• Problem
Set down the complete data exactly as it appears below.

Stored data entries

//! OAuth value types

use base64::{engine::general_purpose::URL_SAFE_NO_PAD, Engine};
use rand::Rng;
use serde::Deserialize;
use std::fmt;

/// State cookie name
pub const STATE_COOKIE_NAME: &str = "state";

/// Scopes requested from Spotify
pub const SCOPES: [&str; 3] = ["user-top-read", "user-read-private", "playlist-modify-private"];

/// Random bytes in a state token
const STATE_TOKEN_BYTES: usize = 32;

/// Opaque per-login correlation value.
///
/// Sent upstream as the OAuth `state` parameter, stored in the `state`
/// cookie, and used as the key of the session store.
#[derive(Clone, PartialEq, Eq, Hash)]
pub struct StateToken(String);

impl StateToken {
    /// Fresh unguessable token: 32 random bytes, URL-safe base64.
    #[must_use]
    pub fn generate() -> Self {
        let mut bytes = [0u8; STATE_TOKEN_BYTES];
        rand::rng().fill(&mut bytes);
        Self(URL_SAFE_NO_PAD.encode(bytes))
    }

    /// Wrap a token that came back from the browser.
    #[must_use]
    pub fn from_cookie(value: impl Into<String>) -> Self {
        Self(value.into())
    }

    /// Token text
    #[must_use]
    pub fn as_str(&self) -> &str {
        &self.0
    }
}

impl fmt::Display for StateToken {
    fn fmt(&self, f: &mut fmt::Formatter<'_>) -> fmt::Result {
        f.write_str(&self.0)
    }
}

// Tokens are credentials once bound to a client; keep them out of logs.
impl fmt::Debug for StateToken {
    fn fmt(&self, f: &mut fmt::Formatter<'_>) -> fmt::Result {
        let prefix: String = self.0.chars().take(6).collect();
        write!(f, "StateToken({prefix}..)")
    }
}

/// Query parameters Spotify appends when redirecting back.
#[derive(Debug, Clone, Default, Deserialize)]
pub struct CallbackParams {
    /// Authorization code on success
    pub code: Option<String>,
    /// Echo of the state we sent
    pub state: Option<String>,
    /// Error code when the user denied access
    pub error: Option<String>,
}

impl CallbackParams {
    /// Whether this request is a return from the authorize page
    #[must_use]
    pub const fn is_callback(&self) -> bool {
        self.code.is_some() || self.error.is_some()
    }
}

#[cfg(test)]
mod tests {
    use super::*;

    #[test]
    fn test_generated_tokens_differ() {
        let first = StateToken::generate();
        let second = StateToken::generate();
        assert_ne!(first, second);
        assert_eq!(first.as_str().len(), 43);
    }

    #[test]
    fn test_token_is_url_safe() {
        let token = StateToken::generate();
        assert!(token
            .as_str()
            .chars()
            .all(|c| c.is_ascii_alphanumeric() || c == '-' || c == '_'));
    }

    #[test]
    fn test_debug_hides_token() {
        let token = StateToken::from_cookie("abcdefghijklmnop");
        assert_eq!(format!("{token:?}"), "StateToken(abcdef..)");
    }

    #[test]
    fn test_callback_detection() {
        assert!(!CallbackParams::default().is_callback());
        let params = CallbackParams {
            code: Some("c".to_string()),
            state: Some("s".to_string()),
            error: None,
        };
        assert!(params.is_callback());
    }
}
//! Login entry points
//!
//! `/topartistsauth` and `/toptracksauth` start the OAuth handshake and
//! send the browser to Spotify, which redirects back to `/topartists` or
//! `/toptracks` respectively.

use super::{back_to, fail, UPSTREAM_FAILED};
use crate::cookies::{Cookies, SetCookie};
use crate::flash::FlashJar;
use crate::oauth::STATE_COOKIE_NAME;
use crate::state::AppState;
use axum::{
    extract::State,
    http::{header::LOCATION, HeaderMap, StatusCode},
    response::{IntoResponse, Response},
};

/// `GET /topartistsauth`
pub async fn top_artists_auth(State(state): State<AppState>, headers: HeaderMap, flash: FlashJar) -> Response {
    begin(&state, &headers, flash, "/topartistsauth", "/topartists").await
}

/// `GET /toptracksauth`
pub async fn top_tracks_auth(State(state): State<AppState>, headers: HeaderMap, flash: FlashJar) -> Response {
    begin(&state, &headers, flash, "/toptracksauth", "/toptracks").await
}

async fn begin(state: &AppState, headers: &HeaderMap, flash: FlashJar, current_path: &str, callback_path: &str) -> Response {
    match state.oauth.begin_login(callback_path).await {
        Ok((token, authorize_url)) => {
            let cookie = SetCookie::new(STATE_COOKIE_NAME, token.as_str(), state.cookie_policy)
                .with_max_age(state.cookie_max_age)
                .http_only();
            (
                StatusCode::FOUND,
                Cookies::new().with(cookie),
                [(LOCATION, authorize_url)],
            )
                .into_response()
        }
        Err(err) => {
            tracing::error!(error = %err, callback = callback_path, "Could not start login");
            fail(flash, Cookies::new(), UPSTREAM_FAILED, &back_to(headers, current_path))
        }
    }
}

• Output below
//! OAuth value types

use base64::{engine::general_purpose::URL_SAFE_NO_PAD, Engine};
use rand::Rng;
use serde::Deserialize;
use std::fmt;

/// State cookie name
pub const STATE_COOKIE_NAME: &str = "state";

/// Scopes requested from Spotify
pub const SCOPES: [&str; 3] = ["user-top-read", "user-read-private", "playlist-modify-private"];

/// Random bytes in a state token
const STATE_TOKEN_BYTES: usize = 32;

/// Opaque per-login correlation value.
///
/// Sent upstream as the OAuth `state` parameter, stored in the `state`
/// cookie, and used as the key of the session store.
#[derive(Clone, PartialEq, Eq, Hash)]
pub struct StateToken(String);

impl StateToken {
    /// Fresh unguessable token: 32 random bytes, URL-safe base64.
    #[must_use]
    pub fn generate() -> Self {
        let mut bytes = [0u8; STATE_TOKEN_BYTES];
        rand::rng().fill(&mut bytes);
        Self(URL_SAFE_NO_PAD.encode(bytes))
    }

    /// Wrap a token that came back from the browser.
    #[must_use]
    pub fn from_cookie(value: impl Into<String>) -> Self {
        Self(value.into())
    }

    /// Token text
    #[must_use]
    pub fn as_str(&self) -> &str {
        &self.0
    }
}

impl fmt::Display for StateToken {
    fn fmt(&self, f: &mut fmt::Formatter<'_>) -> fmt::Result {
        f.write_str(&self.0)
    }
}

// Tokens are credentials once bound to a client; keep them out of logs.
impl fmt::Debug for StateToken {
    fn fmt(&self, f: &mut fmt::Formatter<'_>) -> fmt::Result {
        let prefix: String = self.0.chars().take(6).collect();
        write!(f, "StateToken({prefix}..)")
    }
}

/// Query parameters Spotify appends when redirecting back.
#[derive(Debug, Clone, Default, Deserialize)]
pub struct CallbackParams {
    /// Authorization code on success
    pub code: Option<String>,
    /// Echo of the state we sent
    pub state: Option<String>,
    /// Error code when the user denied access
    pub error: Option<String>,
}

impl CallbackParams {
    /// Whether this request is a return from the authorize page
    #[must_use]
    pub const fn is_callback(&self) -> bool {
        self.code.is_some() || self.error.is_some()
    }
}

#[cfg(test)]
mod tests {
    use super::*;

    #[test]
    fn test_generated_tokens_differ() {
        let first = StateToken::generate();
        let second = StateToken::generate();
        assert_ne!(first, second);
        assert_eq!(first.as_str().len(), 43);
    }

    #[test]
    fn test_token_is_url_safe() {
        let token = StateToken::generate();
        assert!(token
            .as_str()
            .chars()
            .all(|c| c.is_ascii_alphanumeric() || c == '-' || c == '_'));
    }

    #[test]
    fn test_debug_hides_token() {
        let token = StateToken::from_cookie("abcdefghijklmnop");
        assert_eq!(format!("{token:?}"), "StateToken(abcdef..)");
    }

    #[test]
    fn test_callback_detection() {
        assert!(!CallbackParams::default().is_callback());
        let params = CallbackParams {
            code: Some("c".to_string()),
            state: Some("s".to_string()),
            error: None,
        };
        assert!(params.is_callback());
    }
}
//! Login entry points
//!
//! `/topartistsauth` and `/toptracksauth` start the OAuth handshake and
//! send the browser to Spotify, which redirects back to `/topartists` or
//! `/toptracks` respectively.

use super::{back_to, fail, UPSTREAM_FAILED};
use crate::cookies::{Cookies, SetCookie};
use crate::flash::FlashJar;
use crate::oauth::STATE_COOKIE_NAME;
use crate::state::AppState;
use axum::{
    extract::State,
    http::{header::LOCATION, HeaderMap, StatusCode},
    response::{IntoResponse, Response},
};

/// `GET /topartistsauth`
pub async fn top_artists_auth(State(state): State<AppState>, headers: HeaderMap, flash: FlashJar) -> Response {
    begin(&state, &headers, flash, "/topartistsauth", "/topartists").await
}

/// `GET /toptracksauth`
pub async fn top_tracks_auth(State(state): State<AppState>, headers: HeaderMap, flash: FlashJar) -> Response {
    begin(&state, &headers, flash, "/toptracksauth", "/toptracks").await
}

async fn begin(state: &AppState, headers: &HeaderMap, flash: FlashJar, current_path: &str, callback_path: &str) -> Response {
    match state.oauth.begin_login(callback_path).await {
        Ok((token, authorize_url)) => {
            let cookie = SetCookie::new(STATE_COOKIE_NAME, token.as_str(), state.cookie_policy)
                .with_max_age(state.cookie_max_age)
                .http_only();
            (
                StatusCode::FOUND,
                Cookies::new().with(cookie),
                [(LOCATION, authorize_url)],
            )
                .into_response()
        }
        Err(err) => {
            tracing::error!(error = %err, callback = callback_path, "Could not start login");
            fail(flash, Cookies::new(), UPSTREAM_FAILED, &back_to(headers, current_path))
        }
    }
}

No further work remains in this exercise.